* Work instructions: Start with the first line of the records below. Output each line exactly, ending with the one that contains "The tail is".

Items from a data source
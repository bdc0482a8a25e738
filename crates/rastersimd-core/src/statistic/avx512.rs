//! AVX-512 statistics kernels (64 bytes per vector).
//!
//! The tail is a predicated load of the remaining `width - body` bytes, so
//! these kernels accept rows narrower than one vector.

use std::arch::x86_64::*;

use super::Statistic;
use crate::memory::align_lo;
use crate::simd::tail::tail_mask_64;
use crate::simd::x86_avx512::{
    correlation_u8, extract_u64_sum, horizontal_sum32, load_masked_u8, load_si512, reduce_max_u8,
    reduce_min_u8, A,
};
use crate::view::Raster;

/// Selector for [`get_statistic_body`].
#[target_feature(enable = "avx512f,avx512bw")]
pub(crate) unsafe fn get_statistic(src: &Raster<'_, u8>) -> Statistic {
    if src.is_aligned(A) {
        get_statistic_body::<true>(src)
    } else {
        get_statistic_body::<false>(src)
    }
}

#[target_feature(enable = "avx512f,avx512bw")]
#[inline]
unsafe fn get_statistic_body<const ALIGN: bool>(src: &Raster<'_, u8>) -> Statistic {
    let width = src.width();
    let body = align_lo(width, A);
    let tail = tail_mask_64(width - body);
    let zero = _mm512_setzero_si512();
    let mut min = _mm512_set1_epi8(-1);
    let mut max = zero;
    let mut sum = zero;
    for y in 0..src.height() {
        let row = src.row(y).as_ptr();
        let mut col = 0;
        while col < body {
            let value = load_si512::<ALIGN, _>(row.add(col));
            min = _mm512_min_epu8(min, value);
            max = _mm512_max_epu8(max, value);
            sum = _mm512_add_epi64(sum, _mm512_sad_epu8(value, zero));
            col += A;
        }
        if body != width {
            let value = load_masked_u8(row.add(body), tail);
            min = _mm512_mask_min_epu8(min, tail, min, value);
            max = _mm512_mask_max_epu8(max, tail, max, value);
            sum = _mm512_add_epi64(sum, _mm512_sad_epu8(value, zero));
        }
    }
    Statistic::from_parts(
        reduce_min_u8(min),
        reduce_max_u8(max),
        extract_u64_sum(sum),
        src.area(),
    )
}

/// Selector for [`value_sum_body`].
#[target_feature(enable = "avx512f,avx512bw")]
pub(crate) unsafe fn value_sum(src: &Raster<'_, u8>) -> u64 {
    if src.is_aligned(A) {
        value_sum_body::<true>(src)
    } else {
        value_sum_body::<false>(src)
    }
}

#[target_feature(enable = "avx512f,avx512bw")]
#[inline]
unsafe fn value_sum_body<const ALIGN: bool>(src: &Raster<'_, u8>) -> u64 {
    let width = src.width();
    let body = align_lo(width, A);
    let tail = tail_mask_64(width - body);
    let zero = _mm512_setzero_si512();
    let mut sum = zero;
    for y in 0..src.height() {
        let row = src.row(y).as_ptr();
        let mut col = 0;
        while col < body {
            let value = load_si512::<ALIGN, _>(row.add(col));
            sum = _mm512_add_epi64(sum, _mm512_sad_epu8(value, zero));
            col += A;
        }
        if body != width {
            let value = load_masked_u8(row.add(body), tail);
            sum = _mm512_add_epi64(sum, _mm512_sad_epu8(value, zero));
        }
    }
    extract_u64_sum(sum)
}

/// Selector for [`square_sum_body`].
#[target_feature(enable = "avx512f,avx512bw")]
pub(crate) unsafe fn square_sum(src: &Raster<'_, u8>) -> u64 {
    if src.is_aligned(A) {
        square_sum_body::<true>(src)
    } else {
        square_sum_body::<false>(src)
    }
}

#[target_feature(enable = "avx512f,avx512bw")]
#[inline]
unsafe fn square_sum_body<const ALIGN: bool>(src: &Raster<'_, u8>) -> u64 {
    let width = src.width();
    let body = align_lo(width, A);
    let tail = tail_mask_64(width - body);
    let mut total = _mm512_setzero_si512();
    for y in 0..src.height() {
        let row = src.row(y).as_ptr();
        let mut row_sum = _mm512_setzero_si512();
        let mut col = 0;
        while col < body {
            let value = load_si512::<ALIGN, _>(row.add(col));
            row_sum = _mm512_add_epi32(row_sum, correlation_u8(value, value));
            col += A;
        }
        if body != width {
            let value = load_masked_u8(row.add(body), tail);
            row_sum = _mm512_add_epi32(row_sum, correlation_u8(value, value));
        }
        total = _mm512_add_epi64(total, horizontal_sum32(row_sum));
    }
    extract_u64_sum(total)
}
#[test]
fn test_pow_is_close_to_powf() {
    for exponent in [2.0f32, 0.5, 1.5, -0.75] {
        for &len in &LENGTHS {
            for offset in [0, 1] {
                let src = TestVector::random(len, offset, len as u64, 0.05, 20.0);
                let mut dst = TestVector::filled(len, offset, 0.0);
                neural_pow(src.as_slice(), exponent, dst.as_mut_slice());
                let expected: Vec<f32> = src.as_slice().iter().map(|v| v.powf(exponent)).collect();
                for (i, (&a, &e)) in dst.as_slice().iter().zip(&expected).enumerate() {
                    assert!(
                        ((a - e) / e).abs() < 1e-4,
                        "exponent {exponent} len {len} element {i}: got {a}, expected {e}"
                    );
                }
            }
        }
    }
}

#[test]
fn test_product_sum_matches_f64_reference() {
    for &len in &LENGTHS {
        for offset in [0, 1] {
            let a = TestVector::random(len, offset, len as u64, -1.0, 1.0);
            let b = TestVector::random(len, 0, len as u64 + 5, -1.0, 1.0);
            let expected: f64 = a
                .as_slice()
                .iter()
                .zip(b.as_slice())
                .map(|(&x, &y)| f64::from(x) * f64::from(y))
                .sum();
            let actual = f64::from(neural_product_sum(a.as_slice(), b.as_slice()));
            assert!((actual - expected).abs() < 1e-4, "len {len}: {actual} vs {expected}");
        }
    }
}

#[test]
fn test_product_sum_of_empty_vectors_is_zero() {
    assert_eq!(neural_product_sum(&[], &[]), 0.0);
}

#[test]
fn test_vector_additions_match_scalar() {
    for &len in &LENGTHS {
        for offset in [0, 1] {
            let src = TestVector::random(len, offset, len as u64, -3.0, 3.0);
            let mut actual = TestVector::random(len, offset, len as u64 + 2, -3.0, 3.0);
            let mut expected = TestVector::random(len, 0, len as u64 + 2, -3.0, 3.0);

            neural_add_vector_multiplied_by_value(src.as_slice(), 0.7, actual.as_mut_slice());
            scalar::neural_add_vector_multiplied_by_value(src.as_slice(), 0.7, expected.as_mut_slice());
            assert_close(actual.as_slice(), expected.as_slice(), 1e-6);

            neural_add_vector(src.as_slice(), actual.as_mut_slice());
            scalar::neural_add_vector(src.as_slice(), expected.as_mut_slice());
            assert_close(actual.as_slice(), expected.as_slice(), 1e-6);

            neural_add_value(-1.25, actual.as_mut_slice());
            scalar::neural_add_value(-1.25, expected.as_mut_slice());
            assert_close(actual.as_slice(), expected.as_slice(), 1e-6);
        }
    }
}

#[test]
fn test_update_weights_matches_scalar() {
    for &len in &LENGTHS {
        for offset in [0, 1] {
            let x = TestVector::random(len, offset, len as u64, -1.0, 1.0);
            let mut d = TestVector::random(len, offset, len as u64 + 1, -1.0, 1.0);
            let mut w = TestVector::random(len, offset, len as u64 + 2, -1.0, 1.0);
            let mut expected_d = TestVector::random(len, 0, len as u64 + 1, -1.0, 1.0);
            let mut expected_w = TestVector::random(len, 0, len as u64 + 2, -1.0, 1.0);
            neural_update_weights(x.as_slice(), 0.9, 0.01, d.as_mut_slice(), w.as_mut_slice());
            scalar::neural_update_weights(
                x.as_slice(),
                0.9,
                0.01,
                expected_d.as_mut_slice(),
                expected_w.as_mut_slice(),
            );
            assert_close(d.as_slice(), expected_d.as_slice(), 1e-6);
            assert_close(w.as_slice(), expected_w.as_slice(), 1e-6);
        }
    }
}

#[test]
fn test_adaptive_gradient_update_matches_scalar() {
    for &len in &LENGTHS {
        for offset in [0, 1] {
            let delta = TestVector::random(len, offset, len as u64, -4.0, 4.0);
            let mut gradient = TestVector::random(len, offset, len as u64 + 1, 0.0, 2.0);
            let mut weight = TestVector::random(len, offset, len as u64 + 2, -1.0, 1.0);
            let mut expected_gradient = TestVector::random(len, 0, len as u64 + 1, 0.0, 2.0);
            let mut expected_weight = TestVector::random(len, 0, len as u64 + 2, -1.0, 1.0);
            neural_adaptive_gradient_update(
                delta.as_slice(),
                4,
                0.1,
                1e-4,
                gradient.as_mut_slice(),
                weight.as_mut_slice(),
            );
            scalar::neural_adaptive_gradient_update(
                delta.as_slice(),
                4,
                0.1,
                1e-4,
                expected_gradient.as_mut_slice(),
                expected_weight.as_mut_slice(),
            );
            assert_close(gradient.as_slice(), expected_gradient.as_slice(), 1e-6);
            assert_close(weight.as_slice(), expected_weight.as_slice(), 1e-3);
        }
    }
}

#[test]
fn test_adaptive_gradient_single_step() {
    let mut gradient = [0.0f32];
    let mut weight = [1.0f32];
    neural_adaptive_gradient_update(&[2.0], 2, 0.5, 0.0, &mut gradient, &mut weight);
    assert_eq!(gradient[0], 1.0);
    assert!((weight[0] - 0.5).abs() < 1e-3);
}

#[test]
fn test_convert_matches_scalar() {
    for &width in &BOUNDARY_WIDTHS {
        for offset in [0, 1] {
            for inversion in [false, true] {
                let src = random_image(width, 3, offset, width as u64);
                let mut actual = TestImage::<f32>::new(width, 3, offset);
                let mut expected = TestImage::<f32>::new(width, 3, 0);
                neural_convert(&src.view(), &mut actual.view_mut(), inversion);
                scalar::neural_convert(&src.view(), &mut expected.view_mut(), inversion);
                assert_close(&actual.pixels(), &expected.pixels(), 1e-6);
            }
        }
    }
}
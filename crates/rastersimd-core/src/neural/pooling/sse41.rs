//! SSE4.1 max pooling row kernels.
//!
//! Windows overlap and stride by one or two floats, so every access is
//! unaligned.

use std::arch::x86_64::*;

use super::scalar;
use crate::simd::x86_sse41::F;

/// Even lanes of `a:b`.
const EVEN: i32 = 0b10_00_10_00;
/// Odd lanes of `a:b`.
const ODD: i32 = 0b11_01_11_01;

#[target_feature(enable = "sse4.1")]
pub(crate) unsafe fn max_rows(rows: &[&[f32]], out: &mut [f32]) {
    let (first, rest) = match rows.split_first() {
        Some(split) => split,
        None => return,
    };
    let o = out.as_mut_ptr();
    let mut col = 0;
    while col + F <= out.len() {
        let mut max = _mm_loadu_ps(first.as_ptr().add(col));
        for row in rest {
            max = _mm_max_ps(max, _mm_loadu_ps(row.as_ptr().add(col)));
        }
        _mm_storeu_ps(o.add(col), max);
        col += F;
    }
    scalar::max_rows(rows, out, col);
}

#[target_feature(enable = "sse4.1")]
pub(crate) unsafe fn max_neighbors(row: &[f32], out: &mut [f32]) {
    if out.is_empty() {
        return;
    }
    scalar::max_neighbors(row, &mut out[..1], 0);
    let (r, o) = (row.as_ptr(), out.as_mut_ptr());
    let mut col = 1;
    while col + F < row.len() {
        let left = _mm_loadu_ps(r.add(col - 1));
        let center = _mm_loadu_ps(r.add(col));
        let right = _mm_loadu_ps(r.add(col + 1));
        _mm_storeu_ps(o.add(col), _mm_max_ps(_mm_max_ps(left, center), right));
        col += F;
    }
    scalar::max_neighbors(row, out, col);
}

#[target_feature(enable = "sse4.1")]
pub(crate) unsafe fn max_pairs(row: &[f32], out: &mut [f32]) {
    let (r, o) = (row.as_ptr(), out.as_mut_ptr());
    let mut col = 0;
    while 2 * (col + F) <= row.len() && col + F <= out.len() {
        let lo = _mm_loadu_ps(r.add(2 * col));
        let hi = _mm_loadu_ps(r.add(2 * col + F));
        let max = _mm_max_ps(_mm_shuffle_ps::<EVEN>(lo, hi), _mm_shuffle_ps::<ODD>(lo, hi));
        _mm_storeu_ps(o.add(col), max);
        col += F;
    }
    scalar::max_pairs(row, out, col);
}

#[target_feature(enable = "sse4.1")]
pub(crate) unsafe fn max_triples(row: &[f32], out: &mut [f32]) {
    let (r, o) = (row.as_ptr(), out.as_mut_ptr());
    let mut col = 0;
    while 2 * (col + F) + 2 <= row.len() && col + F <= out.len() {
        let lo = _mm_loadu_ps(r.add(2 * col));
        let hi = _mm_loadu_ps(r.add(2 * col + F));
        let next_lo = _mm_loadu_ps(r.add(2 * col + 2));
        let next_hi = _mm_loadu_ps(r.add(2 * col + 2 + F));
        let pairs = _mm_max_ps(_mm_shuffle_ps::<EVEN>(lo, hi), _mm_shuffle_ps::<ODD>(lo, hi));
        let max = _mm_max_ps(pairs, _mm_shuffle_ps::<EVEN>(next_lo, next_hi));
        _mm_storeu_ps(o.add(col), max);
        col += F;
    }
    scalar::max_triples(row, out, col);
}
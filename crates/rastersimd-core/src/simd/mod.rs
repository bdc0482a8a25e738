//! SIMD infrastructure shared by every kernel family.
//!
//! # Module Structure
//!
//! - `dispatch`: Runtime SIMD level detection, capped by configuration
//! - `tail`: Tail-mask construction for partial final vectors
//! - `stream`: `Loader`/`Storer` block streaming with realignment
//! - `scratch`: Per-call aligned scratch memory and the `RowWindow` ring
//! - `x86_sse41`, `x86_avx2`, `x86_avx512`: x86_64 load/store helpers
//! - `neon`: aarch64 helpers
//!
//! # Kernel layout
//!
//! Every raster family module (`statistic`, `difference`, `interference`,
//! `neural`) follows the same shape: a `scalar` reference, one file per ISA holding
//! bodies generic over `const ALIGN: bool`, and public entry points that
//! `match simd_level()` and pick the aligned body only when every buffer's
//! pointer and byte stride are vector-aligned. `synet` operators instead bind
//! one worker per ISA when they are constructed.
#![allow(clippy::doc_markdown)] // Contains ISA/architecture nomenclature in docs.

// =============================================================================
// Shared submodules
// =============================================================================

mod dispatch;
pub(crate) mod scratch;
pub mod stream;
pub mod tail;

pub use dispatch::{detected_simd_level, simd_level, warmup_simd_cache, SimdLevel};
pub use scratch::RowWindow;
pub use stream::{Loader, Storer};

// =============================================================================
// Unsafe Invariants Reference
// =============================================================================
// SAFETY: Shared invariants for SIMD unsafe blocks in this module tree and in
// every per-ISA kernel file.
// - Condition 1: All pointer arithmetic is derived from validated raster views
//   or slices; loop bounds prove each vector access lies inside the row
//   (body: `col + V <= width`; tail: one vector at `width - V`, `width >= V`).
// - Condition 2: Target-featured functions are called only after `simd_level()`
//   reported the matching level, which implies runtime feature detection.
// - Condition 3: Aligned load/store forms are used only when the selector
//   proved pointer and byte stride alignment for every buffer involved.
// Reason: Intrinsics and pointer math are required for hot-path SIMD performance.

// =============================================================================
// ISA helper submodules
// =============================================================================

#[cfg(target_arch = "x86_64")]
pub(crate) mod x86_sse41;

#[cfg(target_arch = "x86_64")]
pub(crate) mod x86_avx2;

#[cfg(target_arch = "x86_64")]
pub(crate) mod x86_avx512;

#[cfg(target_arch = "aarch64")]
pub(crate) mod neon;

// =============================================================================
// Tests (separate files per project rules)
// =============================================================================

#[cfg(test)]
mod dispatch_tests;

* Worked solution:
repository bdc0482a8a25e738
filename crates/rastersimd-core/src/statistic/avx512.rs
//! AVX-512 statistics kernels (64 bytes per vector).
//!
//! The tail is a predicated load of the remaining `width - body` bytes, so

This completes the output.